▸ The problem
What you output should match the data below exactly.

▸ Given data

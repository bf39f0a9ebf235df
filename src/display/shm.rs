// src/display/shm.rs

//! Shared-memory pixel buffers (memfd + mmap + wl_shm_pool).

use crate::display::session::SessionState;
use crate::surface::{Extent, PixelSurface};
use anyhow::{bail, Context, Result};
use log::debug;
use std::ffi::{c_void, CString};
use std::os::fd::{AsFd, AsRawFd, FromRawFd, OwnedFd};
use std::ptr::NonNull;
use wayland_client::{
    protocol::{wl_buffer, wl_shm, wl_shm_pool},
    QueueHandle,
};

const SHM_FORMAT: wl_shm::Format = wl_shm::Format::Xrgb8888;
const BYTES_PER_PIXEL: u32 = 4;

/// A single XRGB8888 buffer shared with the compositor.
pub struct ShmBuffer {
    buffer: wl_buffer::WlBuffer,
    pool: wl_shm_pool::WlShmPool,
    map: ShmMap,
    extent: Extent,
}

impl ShmBuffer {
    pub fn allocate(
        shm: &wl_shm::WlShm,
        qh: &QueueHandle<SessionState>,
        extent: Extent,
    ) -> Result<Self> {
        if extent.is_empty() {
            bail!("Refusing to allocate an empty {} buffer", extent);
        }
        let (stride, size) = buffer_layout(extent)?;

        let fd = create_memfd(size).context("Failed to create memfd")?;
        let map = ShmMap::new(&fd, size).context("Failed to mmap shm buffer")?;

        let pool = shm.create_pool(fd.as_fd(), size, qh, ());
        let buffer = pool.create_buffer(
            0,
            extent.width as i32,
            extent.height as i32,
            stride,
            SHM_FORMAT,
            qh,
            (),
        );
        debug!("Allocated {} shm buffer ({} bytes)", extent, size);

        Ok(Self {
            buffer,
            pool,
            map,
            extent,
        })
    }

    pub fn extent(&self) -> Extent {
        self.extent
    }

    pub fn wl_buffer(&self) -> &wl_buffer::WlBuffer {
        &self.buffer
    }

    /// Borrows the mapping as a pixel surface.
    pub fn surface(&mut self) -> Result<PixelSurface<'_>> {
        let pixels = self.map.as_pixels_mut(self.extent.area());
        Ok(PixelSurface::new(pixels, self.extent)?)
    }
}

impl Drop for ShmBuffer {
    fn drop(&mut self) {
        debug!("Releasing {} shm buffer", self.extent);
        self.buffer.destroy();
        self.pool.destroy();
    }
}

/// Stride and total size in bytes, both as the protocol's `i32`.
fn buffer_layout(extent: Extent) -> Result<(i32, i32)> {
    let stride = extent
        .width
        .checked_mul(BYTES_PER_PIXEL)
        .and_then(|s| i32::try_from(s).ok());
    let size = stride.and_then(|s| s.checked_mul(i32::try_from(extent.height).ok()?));
    match (stride, size) {
        (Some(stride), Some(size)) => Ok((stride, size)),
        _ => bail!("Buffer for {} exceeds the shm size limit", extent),
    }
}

fn create_memfd(size: i32) -> Result<OwnedFd> {
    let name = CString::new("rectpaint-buffer")?;
    let raw = unsafe { libc::memfd_create(name.as_ptr(), libc::MFD_CLOEXEC) };
    if raw < 0 {
        return Err(std::io::Error::last_os_error().into());
    }
    // SAFETY: memfd_create returned a fresh descriptor we now own.
    let fd = unsafe { OwnedFd::from_raw_fd(raw) };
    if unsafe { libc::ftruncate(fd.as_raw_fd(), size as libc::off_t) } != 0 {
        return Err(std::io::Error::last_os_error()).context("ftruncate on memfd failed");
    }
    Ok(fd)
}

struct ShmMap {
    ptr: NonNull<u8>,
    len: usize,
}

impl ShmMap {
    fn new(fd: &OwnedFd, size: i32) -> Result<Self> {
        let len = size as usize;
        let ptr = unsafe {
            libc::mmap(
                std::ptr::null_mut(),
                len,
                libc::PROT_READ | libc::PROT_WRITE,
                libc::MAP_SHARED,
                fd.as_raw_fd(),
                0,
            )
        };
        if ptr == libc::MAP_FAILED {
            return Err(std::io::Error::last_os_error().into());
        }
        let ptr = NonNull::new(ptr as *mut u8)
            .ok_or_else(|| anyhow::anyhow!("mmap returned a null mapping"))?;
        Ok(Self { ptr, len })
    }

    fn as_pixels_mut(&mut self, count: usize) -> &mut [u32] {
        let count = count.min(self.len / BYTES_PER_PIXEL as usize);
        // SAFETY: the mapping is page aligned, at least `count * 4` bytes long
        // and lives as long as `self`.
        unsafe { std::slice::from_raw_parts_mut(self.ptr.as_ptr() as *mut u32, count) }
    }
}

impl Drop for ShmMap {
    fn drop(&mut self) {
        unsafe { libc::munmap(self.ptr.as_ptr() as *mut c_void, self.len) };
    }
}

#[cfg(test)]
mod tests {
    use super::*;

    #[test]
    fn it_should_compute_stride_and_size() {
        assert_eq!(buffer_layout(Extent::new(300, 600)).unwrap(), (1200, 720_000));
    }

    #[test]
    fn it_should_reject_buffers_past_the_protocol_limit() {
        assert!(buffer_layout(Extent::new(u32::MAX, 1)).is_err());
        assert!(buffer_layout(Extent::new(40_000, 40_000)).is_err());
    }

    #[test]
    fn it_should_map_a_zeroed_memfd() -> Result<()> {
        let fd = create_memfd(64)?;
        let mut map = ShmMap::new(&fd, 64)?;
        let pixels = map.as_pixels_mut(16);
        assert_eq!(pixels.len(), 16);
        assert!(pixels.iter().all(|&p| p == 0));
        pixels[15] = 0x00ff_00ff;
        assert_eq!(map.as_pixels_mut(16)[15], 0x00ff_00ff);
        Ok(())
    }
}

▸ Output of the exercise
repository bf39f0a9ebf235df
filename src/display/shm.rs
// src/display/shm.rs

//! Shared-memory pixel buffers (memfd + mmap + wl_shm_pool).

use crate::display::session::SessionState;
use crate::surface::{Extent, PixelSurface};
use anyhow::{bail, Context, Result};
use log::debug;
use std::ffi::{c_void, CString};
use std::os::fd::{AsFd, AsRawFd, FromRawFd, OwnedFd};
use std::ptr::NonNull;
use wayland_client::{
    protocol::{wl_buffer, wl_shm, wl_shm_pool},
    QueueHandle,
};

const SHM_FORMAT: wl_shm::Format = wl_shm::Format::Xrgb8888;
const BYTES_PER_PIXEL: u32 = 4;

/// A single XRGB8888 buffer shared with the compositor.
pub struct ShmBuffer {
    buffer: wl_buffer::WlBuffer,
    pool: wl_shm_pool::WlShmPool,
    map: ShmMap,
    extent: Extent,
}

impl ShmBuffer {
    pub fn allocate(
        shm: &wl_shm::WlShm,
        qh: &QueueHandle<SessionState>,
        extent: Extent,
    ) -> Result<Self> {
        if extent.is_empty() {
            bail!("Refusing to allocate an empty {} buffer", extent);
        }
        let (stride, size) = buffer_layout(extent)?;

        let fd = create_memfd(size).context("Failed to create memfd")?;
        let map = ShmMap::new(&fd, size).context("Failed to mmap shm buffer")?;

        let pool = shm.create_pool(fd.as_fd(), size, qh, ());
        let buffer = pool.create_buffer(
            0,
            extent.width as i32,
            extent.height as i32,
            stride,
            SHM_FORMAT,
            qh,
            (),
        );
        debug!("Allocated {} shm buffer ({} bytes)", extent, size);

        Ok(Self {
            buffer,
            pool,
            map,
            extent,
        })
    }

    pub fn extent(&self) -> Extent {
        self.extent
    }

    pub fn wl_buffer(&self) -> &wl_buffer::WlBuffer {
        &self.buffer
    }

    /// Borrows the mapping as a pixel surface.
    pub fn surface(&mut self) -> Result<PixelSurface<'_>> {
        let pixels = self.map.as_pixels_mut(self.extent.area());
        Ok(PixelSurface::new(pixels, self.extent)?)
    }
}

impl Drop for ShmBuffer {
    fn drop(&mut self) {
        debug!("Releasing {} shm buffer", self.extent);
        self.buffer.destroy();
        self.pool.destroy();
    }
}

/// Stride and total size in bytes, both as the protocol's `i32`.
fn buffer_layout(extent: Extent) -> Result<(i32, i32)> {
    let stride = extent
        .width
        .checked_mul(BYTES_PER_PIXEL)
        .and_then(|s| i32::try_from(s).ok());
    let size = stride.and_then(|s| s.checked_mul(i32::try_from(extent.height).ok()?));
    match (stride, size) {
        (Some(stride), Some(size)) => Ok((stride, size)),
        _ => bail!("Buffer for {} exceeds the shm size limit", extent),
    }
}

fn create_memfd(size: i32) -> Result<OwnedFd> {
    let name = CString::new("rectpaint-buffer")?;
    let raw = unsafe { libc::memfd_create(name.as_ptr(), libc::MFD_CLOEXEC) };
    if raw < 0 {
        return Err(std::io::Error::last_os_error().into());
    }
    // SAFETY: memfd_create returned a fresh descriptor we now own.
    let fd = unsafe { OwnedFd::from_raw_fd(raw) };
    if unsafe { libc::ftruncate(fd.as_raw_fd(), size as libc::off_t) } != 0 {
        return Err(std::io::Error::last_os_error()).context("ftruncate on memfd failed");
    }
    Ok(fd)
}

struct ShmMap {
    ptr: NonNull<u8>,
    len: usize,
}

impl ShmMap {
    fn new(fd: &OwnedFd, size: i32) -> Result<Self> {
        let len = size as usize;
        let ptr = unsafe {
            libc::mmap(
                std::ptr::null_mut(),
                len,
                libc::PROT_READ | libc::PROT_WRITE,
                libc::MAP_SHARED,
                fd.as_raw_fd(),
                0,
            )
        };
        if ptr == libc::MAP_FAILED {
            return Err(std::io::Error::last_os_error().into());
        }
        let ptr = NonNull::new(ptr as *mut u8)
            .ok_or_else(|| anyhow::anyhow!("mmap returned a null mapping"))?;
        Ok(Self { ptr, len })
    }

    fn as_pixels_mut(&mut self, count: usize) -> &mut [u32] {
        let count = count.min(self.len / BYTES_PER_PIXEL as usize);
        // SAFETY: the mapping is page aligned, at least `count * 4` bytes long
        // and lives as long as `self`.
        unsafe { std::slice::from_raw_parts_mut(self.ptr.as_ptr() as *mut u32, count) }
    }
}

impl Drop for ShmMap {
    fn drop(&mut self) {
        unsafe { libc::munmap(self.ptr.as_ptr() as *mut c_void, self.len) };
    }
}

#[cfg(test)]
mod tests {
    use super::*;

    #[test]
    fn it_should_compute_stride_and_size() {
        assert_eq!(buffer_layout(Extent::new(300, 600)).unwrap(), (1200, 720_000));
    }

    #[test]
    fn it_should_reject_buffers_past_the_protocol_limit() {
        assert!(buffer_layout(Extent::new(u32::MAX, 1)).is_err());
        assert!(buffer_layout(Extent::new(40_000, 40_000)).is_err());
    }

    #[test]
    fn it_should_map_a_zeroed_memfd() -> Result<()> {
        let fd = create_memfd(64)?;
        let mut map = ShmMap::new(&fd, 64)?;
        let pixels = map.as_pixels_mut(16);
        assert_eq!(pixels.len(), 16);
        assert!(pixels.iter().all(|&p| p == 0));
        pixels[15] = 0x00ff_00ff;
        assert_eq!(map.as_pixels_mut(16)[15], 0x00ff_00ff);
        Ok(())
    }
}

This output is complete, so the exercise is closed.